WHAT IS EXPECTED. Take the data below and copy exactly the lines starting at the one with "self.flags.bits().write_into(writer);" and finishing at the one with "let bytes = dump_table(&dsig).unwrap();", both included.

GIVEN RECORDS.
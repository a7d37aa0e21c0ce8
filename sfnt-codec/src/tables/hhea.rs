//! The [hhea (Horizontal Header)](https://docs.microsoft.com/en-us/typography/opentype/spec/hhea) table

use font_types::{Fixed, Tag};

use crate::{
    font_data::FontData,
    read::{FontRead, ReadError},
    tables::TopLevelTable,
    validate::{Validate, ValidationCtx},
    write::{FontWrite, TableWriter},
};

/// The [hhea](https://docs.microsoft.com/en-us/typography/opentype/spec/hhea) table.
#[derive(Clone, Debug, PartialEq, Eq)]
#[cfg_attr(feature = "serde", derive(serde::Serialize, serde::Deserialize))]
pub struct Hhea {
    pub version: Fixed,
    pub ascender: i16,
    pub descender: i16,
    pub line_gap: i16,
    pub advance_width_max: u16,
    pub min_left_side_bearing: i16,
    pub min_right_side_bearing: i16,
    pub x_max_extent: i16,
    pub caret_slope_rise: i16,
    pub caret_slope_run: i16,
    pub caret_offset: i16,
    pub metric_data_format: i16,
    /// The number of full `(advance, lsb)` records in `hmtx`.
    ///
    /// Synchronized with `hmtx` when a font is encoded.
    pub number_of_h_metrics: u16,
}

impl Default for Hhea {
    fn default() -> Self {
        Hhea {
            version: Fixed::ONE,
            ascender: 0,
            descender: 0,
            line_gap: 0,
            advance_width_max: 0,
            min_left_side_bearing: 0,
            min_right_side_bearing: 0,
            x_max_extent: 0,
            caret_slope_rise: 1,
            caret_slope_run: 0,
            caret_offset: 0,
            metric_data_format: 0,
            number_of_h_metrics: 0,
        }
    }
}

impl TopLevelTable for Hhea {
    const TAG: Tag = Tag::new(b"hhea");
}

impl FontRead for Hhea {
    fn read(data: FontData<'_>) -> Result<Self, ReadError> {
        let mut cursor = data.cursor();
        let version = cursor.read()?;
        let ascender = cursor.read()?;
        let descender = cursor.read()?;
        let line_gap = cursor.read()?;
        let advance_width_max = cursor.read()?;
        let min_left_side_bearing = cursor.read()?;
        let min_right_side_bearing = cursor.read()?;
        let x_max_extent = cursor.read()?;
        let caret_slope_rise = cursor.read()?;
        let caret_slope_run = cursor.read()?;
        let caret_offset = cursor.read()?;
        // four reserved int16s
        cursor.advance_by(8)?;
        Ok(Hhea {
            version,
            ascender,
            descender,
            line_gap,
            advance_width_max,
            min_left_side_bearing,
            min_right_side_bearing,
            x_max_extent,
            caret_slope_rise,
            caret_slope_run,
            caret_offset,
            metric_data_format: cursor.read()?,
            number_of_h_metrics: cursor.read()?,
        })
    }
}

impl FontWrite for Hhea {
    fn write_into(&self, writer: &mut TableWriter) {
        self.version.write_into(writer);
        self.ascender.write_into(writer);
        self.descender.write_into(writer);
        self.line_gap.write_into(writer);
        self.advance_width_max.write_into(writer);
        self.min_left_side_bearing.write_into(writer);
        self.min_right_side_bearing.write_into(writer);
        self.x_max_extent.write_into(writer);
        self.caret_slope_rise.write_into(writer);
        self.caret_slope_run.write_into(writer);
        self.caret_offset.write_into(writer);
        writer.write_slice(&[0; 8]);
        self.metric_data_format.write_into(writer);
        self.number_of_h_metrics.write_into(writer);
    }
}

impl Validate for Hhea {
    fn validate_impl(&self, _ctx: &mut ValidationCtx) {}
}
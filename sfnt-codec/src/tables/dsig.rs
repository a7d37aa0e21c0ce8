//! The [DSIG](https://learn.microsoft.com/en-us/typography/opentype/spec/dsig) table
//!
//! Signature blocks are kept as bytes; they are never verified.

use font_types::Tag;

use crate::{
    font_data::FontData,
    read::{FontRead, ReadError},
    tables::TopLevelTable,
    validate::{Validate, ValidationCtx},
    write::{FontWrite, RawBytes, TableWriter},
};

bitflags::bitflags! {
    /// [Permission flags](https://learn.microsoft.com/en-us/typography/opentype/spec/dsig#table-structure)
    #[derive(Clone, Copy, Debug, Default, PartialEq, Eq, Hash)]
    #[cfg_attr(feature = "serde", derive(serde::Serialize, serde::Deserialize))]
    pub struct PermissionFlags: u16 {
        /// Cannot be resigned
        const CANNOT_BE_RESIGNED = 0x0001;
        const _ = !0;
    }
}

/// The digital signature table.
#[derive(Clone, Debug, PartialEq, Eq)]
#[cfg_attr(feature = "serde", derive(serde::Serialize, serde::Deserialize))]
pub struct Dsig {
    pub version: u32,
    pub flags: PermissionFlags,
    pub signature_records: Vec<SignatureRecord>,
}

#[derive(Clone, Debug, PartialEq, Eq)]
#[cfg_attr(feature = "serde", derive(serde::Serialize, serde::Deserialize))]
pub struct SignatureRecord {
    /// Format of the signature block; only format 1 is defined.
    pub format: u32,
    /// The signature block, including its header.
    pub signature_block: Vec<u8>,
}

impl TopLevelTable for Dsig {
    const TAG: Tag = Tag::new(b"DSIG");
}

impl Default for Dsig {
    /// The empty placeholder table some tools require.
    fn default() -> Self {
        Dsig {
            version: 1,
            flags: PermissionFlags::empty(),
            signature_records: Vec::new(),
        }
    }
}

impl FontRead for Dsig {
    fn read(data: FontData<'_>) -> Result<Self, ReadError> {
        let mut cursor = data.cursor();
        let version = cursor.read()?;
        let num_signatures: u16 = cursor.read()?;
        let flags = PermissionFlags::from_bits_retain(cursor.read()?);
        let signature_records = (0..num_signatures)
            .map(|_| {
                let format = cursor.read()?;
                let length = cursor.read::<u32>()? as usize;
                let offset = cursor.read::<u32>()? as usize;
                let block = data
                    .slice(offset..offset.saturating_add(length))
                    .ok_or(ReadError::OutOfBounds)?;
                Ok(SignatureRecord {
                    format,
                    signature_block: block.as_bytes().to_vec(),
                })
            })
            .collect::<Result<_, ReadError>>()?;
        Ok(Dsig {
            version,
            flags,
            signature_records,
        })
    }
}

impl FontWrite for Dsig {
    fn write_into(&self, writer: &mut TableWriter) {
        self.version.write_into(writer);
        (self.signature_records.len() as u16).write_into(writer);
        self.flags.bits().write_into(writer);
        for record in &self.signature_records {
            record.format.write_into(writer);
            (record.signature_block.len() as u32).write_into(writer);
            writer.write_offset(&RawBytes(&record.signature_block), 4);
        }
    }
}

impl Validate for Dsig {
    fn validate_impl(&self, ctx: &mut ValidationCtx) {
        ctx.in_table("DSIG", |ctx| {
            ctx.in_field("signature_records", |ctx| {
                if self.signature_records.len() > u16::MAX as usize {
                    ctx.report("too many signatures");
                }
            })
        })
    }
}

#[cfg(test)]
mod tests {
    use super::*;
    use crate::write::dump_table;

    #[test]
    fn empty_placeholder() {
        let bytes = dump_table(&Dsig::default()).unwrap();
        assert_eq!(bytes, [0, 0, 0, 1, 0, 0, 0, 0]);
        assert_eq!(Dsig::read(FontData::new(&bytes)).unwrap(), Dsig::default());
    }

    #[test]
    fn signature_blocks_are_opaque() {
        let dsig = Dsig {
            version: 1,
            flags: PermissionFlags::CANNOT_BE_RESIGNED,
            signature_records: vec![SignatureRecord {
                format: 1,
                signature_block: vec![0, 0, 0, 0, 0, 0, 0, 2, 0x30, 0x82],
            }],
        };
        let bytes = dump_table(&dsig).unwrap();
        // header, one record, then the block
        assert_eq!(bytes.len(), 8 + 12 + 10);
        assert_eq!(&bytes[16..20], &[0, 0, 0, 20]);
        assert_eq!(Dsig::read(FontData::new(&bytes)).unwrap(), dsig);
    }

    #[test]
    fn block_out_of_bounds() {
        let bytes = [0, 0, 0, 1, 0, 1, 0, 0, 0, 0, 0, 1, 0, 0, 0, 8, 0, 0, 0, 20];
        assert_eq!(
            Dsig::read(FontData::new(&bytes)),
            Err(ReadError::OutOfBounds)
        );
    }
}
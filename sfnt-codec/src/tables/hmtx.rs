//! The [hmtx (Horizontal Metrics)](https://docs.microsoft.com/en-us/typography/opentype/spec/hmtx) table

use font_types::Tag;

use crate::{
    font_data::FontData,
    read::{FontReadWithArgs, ReadArgs, ReadError},
    tables::TopLevelTable,
    validate::{Validate, ValidationCtx},
    write::{FontWrite, TableWriter},
};

/// The [hmtx](https://docs.microsoft.com/en-us/typography/opentype/spec/hmtx) table.
///
/// Glyphs past the end of `h_metrics` share the advance of the last full
/// record, and store only a left side bearing.
#[derive(Clone, Debug, Default, PartialEq, Eq)]
#[cfg_attr(feature = "serde", derive(serde::Serialize, serde::Deserialize))]
pub struct Hmtx {
    pub h_metrics: Vec<LongMetric>,
    pub left_side_bearings: Vec<i16>,
}

/// An advance width and left side bearing pair.
#[derive(Clone, Copy, Debug, Default, PartialEq, Eq)]
#[cfg_attr(feature = "serde", derive(serde::Serialize, serde::Deserialize))]
pub struct LongMetric {
    pub advance: u16,
    pub side_bearing: i16,
}

impl Hmtx {
    pub fn new(h_metrics: Vec<LongMetric>, left_side_bearings: Vec<i16>) -> Self {
        Hmtx {
            h_metrics,
            left_side_bearings,
        }
    }

    /// The number of glyphs described by this table.
    pub fn num_glyphs(&self) -> usize {
        self.h_metrics.len() + self.left_side_bearings.len()
    }

    /// The advance width of a glyph, if it is in range.
    pub fn advance(&self, gid: u16) -> Option<u16> {
        let gid = gid as usize;
        if gid >= self.num_glyphs() {
            return None;
        }
        self.h_metrics
            .get(gid)
            .or_else(|| self.h_metrics.last())
            .map(|metric| metric.advance)
    }

    /// The left side bearing of a glyph, if it is in range.
    pub fn side_bearing(&self, gid: u16) -> Option<i16> {
        let gid = gid as usize;
        match self.h_metrics.get(gid) {
            Some(metric) => Some(metric.side_bearing),
            None => self
                .left_side_bearings
                .get(gid - self.h_metrics.len())
                .copied(),
        }
    }
}

impl TopLevelTable for Hmtx {
    const TAG: Tag = Tag::new(b"hmtx");
}

impl ReadArgs for Hmtx {
    /// `(number_of_h_metrics, num_glyphs)`
    type Args = (u16, u16);
}

impl FontReadWithArgs for Hmtx {
    fn read_with_args(data: FontData<'_>, args: &(u16, u16)) -> Result<Self, ReadError> {
        let (number_of_h_metrics, num_glyphs) = *args;
        let mut cursor = data.cursor();
        let mut h_metrics = Vec::with_capacity(number_of_h_metrics as usize);
        for _ in 0..number_of_h_metrics {
            h_metrics.push(LongMetric {
                advance: cursor.read()?,
                side_bearing: cursor.read()?,
            });
        }
        let n_bearings = num_glyphs.saturating_sub(number_of_h_metrics);
        let left_side_bearings = cursor.read_array(n_bearings as usize)?;
        Ok(Hmtx {
            h_metrics,
            left_side_bearings,
        })
    }
}

impl FontWrite for Hmtx {
    fn write_into(&self, writer: &mut TableWriter) {
        for metric in &self.h_metrics {
            metric.advance.write_into(writer);
            metric.side_bearing.write_into(writer);
        }
        self.left_side_bearings.write_into(writer);
    }
}

impl Validate for Hmtx {
    fn validate_impl(&self, ctx: &mut ValidationCtx) {
        ctx.in_table("hmtx", |ctx| {
            ctx.in_field("h_metrics", |ctx| {
                if self.h_metrics.len() > u16::MAX as usize {
                    ctx.report("too many h_metrics");
                }
                if self.h_metrics.is_empty() && !self.left_side_bearings.is_empty() {
                    ctx.report("left side bearings require at least one full metric");
                }
            })
        })
    }
}
//! The [CFF](https://learn.microsoft.com/en-us/typography/opentype/spec/cff) and
//! [CFF2](https://learn.microsoft.com/en-us/typography/opentype/spec/cff2) tables
//!
//! Charstrings are not interpreted; these tables are carried as bytes, with
//! accessors for the header fields.

use font_types::Tag;

use crate::{
    font_data::FontData,
    read::{FontRead, ReadError},
    tables::TopLevelTable,
    validate::{Validate, ValidationCtx},
    write::{FontWrite, TableWriter},
};

macro_rules! opaque_outline_table {
    ($(#[$attr:meta])* $name:ident, $tag:literal) => {
        $(#[$attr])*
        #[derive(Clone, Debug, Default, PartialEq, Eq)]
        #[cfg_attr(feature = "serde", derive(serde::Serialize, serde::Deserialize))]
        pub struct $name {
            pub data: Vec<u8>,
        }

        impl $name {
            pub fn new(data: Vec<u8>) -> Self {
                Self { data }
            }

            pub fn major_version(&self) -> Option<u8> {
                self.data.first().copied()
            }

            pub fn minor_version(&self) -> Option<u8> {
                self.data.get(1).copied()
            }

            /// The size of the header, and so the offset of the first INDEX
            /// or DICT.
            pub fn header_size(&self) -> Option<u8> {
                self.data.get(2).copied()
            }
        }

        impl TopLevelTable for $name {
            const TAG: Tag = Tag::new($tag);
        }

        impl FontRead for $name {
            fn read(data: FontData<'_>) -> Result<Self, ReadError> {
                // the fixed part of the header must be present
                data.read_at::<u16>(2)?;
                Ok(Self::new(data.as_bytes().to_vec()))
            }
        }

        impl FontWrite for $name {
            fn write_into(&self, writer: &mut TableWriter) {
                writer.write_slice(&self.data)
            }
        }

        impl Validate for $name {
            fn validate_impl(&self, _ctx: &mut ValidationCtx) {}
        }
    };
}

opaque_outline_table!(
    /// The Compact Font Format table, holding PostScript outlines.
    Cff,
    b"CFF "
);

opaque_outline_table!(
    /// Version 2 of the Compact Font Format, used for variable fonts.
    Cff2,
    b"CFF2"
);

impl Cff {
    /// The size of offsets in the font's INDEX data.
    pub fn off_size(&self) -> Option<u8> {
        self.data.get(3).copied()
    }
}

impl Cff2 {
    /// The length of the top DICT that follows the header.
    pub fn top_dict_length(&self) -> Option<u16> {
        FontData::new(&self.data).read_at(3).ok()
    }
}

#[cfg(test)]
mod tests {
    use super::*;

    #[test]
    fn cff_header() {
        let cff = Cff::read(FontData::new(&[1, 0, 4, 2, 0xAA, 0xBB])).unwrap();
        assert_eq!(cff.major_version(), Some(1));
        assert_eq!(cff.minor_version(), Some(0));
        assert_eq!(cff.header_size(), Some(4));
        assert_eq!(cff.off_size(), Some(2));
        assert_eq!(
            crate::write::dump_table(&cff).unwrap(),
            [1, 0, 4, 2, 0xAA, 0xBB]
        );
    }

    #[test]
    fn cff2_header() {
        let cff2 = Cff2::read(FontData::new(&[2, 0, 5, 0x01, 0x02])).unwrap();
        assert_eq!(cff2.major_version(), Some(2));
        assert_eq!(cff2.top_dict_length(), Some(0x0102));
    }

    #[test]
    fn too_short() {
        assert_eq!(
            Cff::read(FontData::new(&[1, 0])),
            Err(ReadError::OutOfBounds)
        );
    }
}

WRITTEN REPLY.
        self.flags.bits().write_into(writer);
        for record in &self.signature_records {
            record.format.write_into(writer);
            (record.signature_block.len() as u32).write_into(writer);
            writer.write_offset(&RawBytes(&record.signature_block), 4);
        }
    }
}

impl Validate for Dsig {
    fn validate_impl(&self, ctx: &mut ValidationCtx) {
        ctx.in_table("DSIG", |ctx| {
            ctx.in_field("signature_records", |ctx| {
                if self.signature_records.len() > u16::MAX as usize {
                    ctx.report("too many signatures");
                }
            })
        })
    }
}

#[cfg(test)]
mod tests {
    use super::*;
    use crate::write::dump_table;

    #[test]
    fn empty_placeholder() {
        let bytes = dump_table(&Dsig::default()).unwrap();
        assert_eq!(bytes, [0, 0, 0, 1, 0, 0, 0, 0]);
        assert_eq!(Dsig::read(FontData::new(&bytes)).unwrap(), Dsig::default());
    }

    #[test]
    fn signature_blocks_are_opaque() {
        let dsig = Dsig {
            version: 1,
            flags: PermissionFlags::CANNOT_BE_RESIGNED,
            signature_records: vec![SignatureRecord {
                format: 1,
                signature_block: vec![0, 0, 0, 0, 0, 0, 0, 2, 0x30, 0x82],
            }],
        };
        let bytes = dump_table(&dsig).unwrap();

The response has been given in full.